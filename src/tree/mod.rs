//! Schedule trees.
//!
//! A flat [`Schedule`](crate::transform::Schedule) is turned into the nested
//! form consumed by the lowering stage: bands with parallel flags, ordered
//! or unordered groups of statements, and one leaf per statement.

pub mod node;
pub mod builder;

pub use builder::build;
pub use node::{BandMember, BandNode, ScheduleNode, ScheduleTree, StatementDomain};
impl PolyStmt {
    /// Get the dimensionality of the iteration space.
    pub fn depth(&self) -> usize {
        self.domain.dim()
    }

    /// Read accesses.
    pub fn reads(&self) -> impl Iterator<Item = &AccessRelation> {
        self.accesses.iter().filter(|a| a.kind == AccessKind::Read)
    }

    /// Write accesses.
    pub fn writes(&self) -> impl Iterator<Item = &AccessRelation> {
        self.accesses.iter().filter(|a| a.kind == AccessKind::Write)
    }

    /// Check if this statement has any writes to the given array.
    pub fn writes_to(&self, array: &str) -> bool {
        self.writes().any(|a| a.array == array)
    }

    /// The original 2d+1 timestamp `(β0, i0, β1, i1, .., βd)`, zero-padded to `len`.
    ///
    /// Expressions range over the statement's dimensions and `n_param` parameters.
    pub fn original_schedule(&self, len: usize, n_param: usize) -> Vec<AffineExpr> {
        let d = self.depth();
        let mut dims = Vec::with_capacity(len.max(2 * d + 1));
        for k in 0..=d {
            dims.push(AffineExpr::constant(self.position.get(k).copied().unwrap_or(0), d, n_param));
            if k < d {
                dims.push(AffineExpr::var(k, d, n_param));
            }
        }
        while dims.len() < len {
            dims.push(AffineExpr::zero(d, n_param));
        }
        dims
    }
}

/// An access relation maps iteration points to memory locations.
/// { S[i,j] -> A[i, j+1] } means at iteration (i,j), we access A[i,j+1].
#[derive(Debug, Clone, PartialEq, Eq, Serialize, Deserialize)]
pub struct AccessRelation {
    /// Array being accessed
    pub array: String,
    /// The access map: domain -> array indices
    pub relation: AffineMap,
    /// Access type (read or write)
    pub kind: AccessKind,
}

impl AccessRelation {
    /// Create a new access relation.
    pub fn new(array: String, relation: AffineMap, kind: AccessKind) -> Self {
        Self { array, relation, kind }
    }

    /// Whether this access writes memory.
    pub fn is_write(&self) -> bool {
        self.kind == AccessKind::Write
    }
}

/// Kind of memory access.
#[derive(Debug, Clone, Copy, PartialEq, Eq, Hash, Serialize, Deserialize)]
pub enum AccessKind {
    /// Load from memory
    Read,
    /// Store to memory
    Write,
}

/// One memory reference of a statement, in notation.
#[derive(Debug, Clone, PartialEq, Eq, Serialize, Deserialize)]
pub struct AccessDecl {
    /// Array identifier
    pub array: String,
    /// Access relation, e.g. `[N] -> { S[i] -> A[i - 1] }`
    pub relation: String,
    /// Read or write
    pub kind: AccessKind,
}

/// One statement of a region descriptor.
#[derive(Debug, Clone, PartialEq, Eq, Serialize, Deserialize)]
pub struct StatementDecl {
    /// Unique statement name
    pub name: String,
    /// Declared nesting depth; checked against the domain tuple
    #[serde(default)]
    pub depth: Option<usize>,
    /// Iteration domain, e.g. `[N] -> { S[i] : 0 <= i < N }`
    pub domain: String,
    /// Memory references in textual order
    #[serde(default)]
    pub accesses: Vec<AccessDecl>,
    /// Explicit textual position; derived from statement order when absent
    #[serde(default)]
    pub position: Option<Vec<i64>>,
}

impl StatementDecl {
    /// Statement over `domain` with no accesses and a derived position.
    pub fn new(name: impl Into<String>, domain: impl Into<String>) -> Self {
        Self {
            name: name.into(),
            depth: None,
            domain: domain.into(),
            accesses: Vec::new(),
            position: None,
        }
    }

    /// Append a read access.
    pub fn read(self, array: impl Into<String>, relation: impl Into<String>) -> Self {
        self.access(array, relation, AccessKind::Read)
    }

    /// Append a write access.
    pub fn write(self, array: impl Into<String>, relation: impl Into<String>) -> Self {
        self.access(array, relation, AccessKind::Write)
    }

    /// Append an access of the given kind.
    pub fn access(mut self, array: impl Into<String>, relation: impl Into<String>, kind: AccessKind) -> Self {
        self.accesses.push(AccessDecl {
            array: array.into(),
            relation: relation.into(),
            kind,
        });
        self
    }

    /// Declare the nesting depth.
    pub fn depth(mut self, depth: usize) -> Self {
        self.depth = Some(depth);
        self
    }

    /// Place the statement at an explicit textual position.
    pub fn at(mut self, position: Vec<i64>) -> Self {
        self.position = Some(position);
        self
    }
}

/// A region as handed over by the region detection stage.
#[derive(Debug, Clone, Default, PartialEq, Eq, Serialize, Deserialize)]
pub struct RegionDescriptor {
    /// Region name
    pub name: String,
    /// Parameters with optional bounds
    #[serde(default)]
    pub parameters: Vec<Parameter>,
    /// Statements in textual order
    pub statements: Vec<StatementDecl>,
}

impl RegionDescriptor {
    /// Empty region.
    pub fn new(name: impl Into<String>) -> Self {
        Self {
            name: name.into(),
            ..Default::default()
        }
    }

    /// Add an unbounded parameter.
    pub fn param(self, name: impl Into<String>) -> Self {
        self.parameter(Parameter::new(name))
    }

    /// Add a parameter, possibly bounded.
    pub fn parameter(mut self, parameter: Parameter) -> Self {
        self.parameters.push(parameter);
        self
    }

    /// Append a statement in textual order.
    pub fn statement(mut self, statement: StatementDecl) -> Self {
        self.statements.push(statement);
        self
    }

    /// Validate the descriptor and freeze it into a model.
    pub fn build(&self) -> Result<PolyProgram, ModelError> {
        let param_names: Vec<String> = self.parameters.iter().map(|p| p.name.clone()).collect();
        let n_param = param_names.len();

        let mut seen = BTreeSet::new();
        let mut ranks: BTreeMap<String, usize> = BTreeMap::new();
        let mut statements: Vec<PolyStmt> = Vec::with_capacity(self.statements.len());

        for (index, decl) in self.statements.iter().enumerate() {
            if !seen.insert(decl.name.clone()) {
                return Err(ModelError::DuplicateStatement(decl.name.clone()));
            }

            let domain = parse_set(&decl.domain, &param_names)
                .map_err(|e| notation_error(&decl.name, "domain", e))?;
            if domain.n_param() != n_param {
                return Err(ModelError::NonAffineDomain {
                    statement: decl.name.clone(),
                    reason: "domain refers to undeclared parameters".to_string(),
                });
            }
            let depth = domain.dim();
            if let Some(declared) = decl.depth {
                if declared != depth {
                    return Err(ModelError::DimensionMismatch {
                        statement: decl.name.clone(),
                        what: "domain".to_string(),
                        expected: declared,
                        found: depth,
                    });
                }
            }

            let mut accesses = Vec::with_capacity(decl.accesses.len());
            for access in &decl.accesses {
                let what = format!("access to {}", access.array);
                let relation = parse_map(&access.relation, &param_names)
                    .map_err(|e| notation_error(&decl.name, &what, e))?;
                if relation.n_in() != depth {
                    return Err(ModelError::DimensionMismatch {
                        statement: decl.name.clone(),
                        what,
                        expected: depth,
                        found: relation.n_in(),
                    });
                }
                if relation.n_param() != n_param {
                    return Err(ModelError::NonAffineDomain {
                        statement: decl.name.clone(),
                        reason: format!("{} refers to undeclared parameters", what),
                    });
                }
                let rank = *ranks.entry(access.array.clone()).or_insert(relation.n_out());
                if rank != relation.n_out() {
                    return Err(ModelError::ArrayRankMismatch {
                        array: access.array.clone(),
                        expected: rank,
                        found: relation.n_out(),
                    });
                }
                accesses.push(AccessRelation::new(access.array.clone(), relation, access.kind));
            }

            let position = match &decl.position {
                Some(position) if position.len() != depth + 1 => {
                    return Err(ModelError::InvalidPosition {
                        statement: decl.name.clone(),
                        expected: depth + 1,
                        found: position.len(),
                    });
                }
                Some(position) => position.clone(),
                None => default_position(statements.last(), depth),
            };

            statements.push(PolyStmt {
                id: StmtId(index as u64),
                name: decl.name.clone(),
                iterators: domain.space.all_dim_names(),
                domain,
                accesses,
                position,
            });
        }

        let context = parameter_context(&self.parameters, &param_names);
        let arrays = ranks.into_iter().map(|(name, rank)| ArrayInfo { name, rank }).collect();

        Ok(PolyProgram {
            name: self.name.clone(),
            parameters: self.parameters.clone(),
            statements,
            arrays,
            context,
        })
    }
}

fn notation_error(statement: &str, what: &str, error: ParseError) -> ModelError {
    if error.is_non_affine() {
        ModelError::NonAffineDomain {
            statement: statement.to_string(),
            reason: format!("{}: {}", what, error.message),
        }
    } else {
        ModelError::Parse {
            statement: statement.to_string(),
            source: error,
        }
    }
}

/// Position after `prev`: share as many loops as both depths allow, then
/// step to the next slot at the first unshared level.
fn default_position(prev: Option<&PolyStmt>, depth: usize) -> Vec<i64> {
    let mut position = vec![0; depth + 1];
    if let Some(prev) = prev {
        let shared = depth.min(prev.depth());
        position[..shared].copy_from_slice(&prev.position[..shared]);
        position[shared] = prev.position.get(shared).copied().unwrap_or(0) + 1;
    }
    position
}

fn parameter_context(parameters: &[Parameter], names: &[String]) -> IntegerSet {
    let n_param = parameters.len();
    let space = Space::set_with_params(0, n_param).with_param_names(names.to_vec());
    let mut context = IntegerSet::universe(space);
    for (j, p) in parameters.iter().enumerate() {
        if let Some(lower) = p.lower {
            let mut expr = AffineExpr::param(j, 0, n_param);
            expr.constant = -lower;
            context.add_constraint(Constraint::ge_zero(expr));
        }
        if let Some(upper) = p.upper {
            let mut expr = -AffineExpr::param(j, 0, n_param);
            expr.constant = upper;
            context.add_constraint(Constraint::ge_zero(expr));
        }
    }
    context
}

### Work task
Out of the entries, report each line that contains the word "bool".

### Answer area
    pub fn writes_to(&self, array: &str) -> bool {
    pub fn is_write(&self) -> bool {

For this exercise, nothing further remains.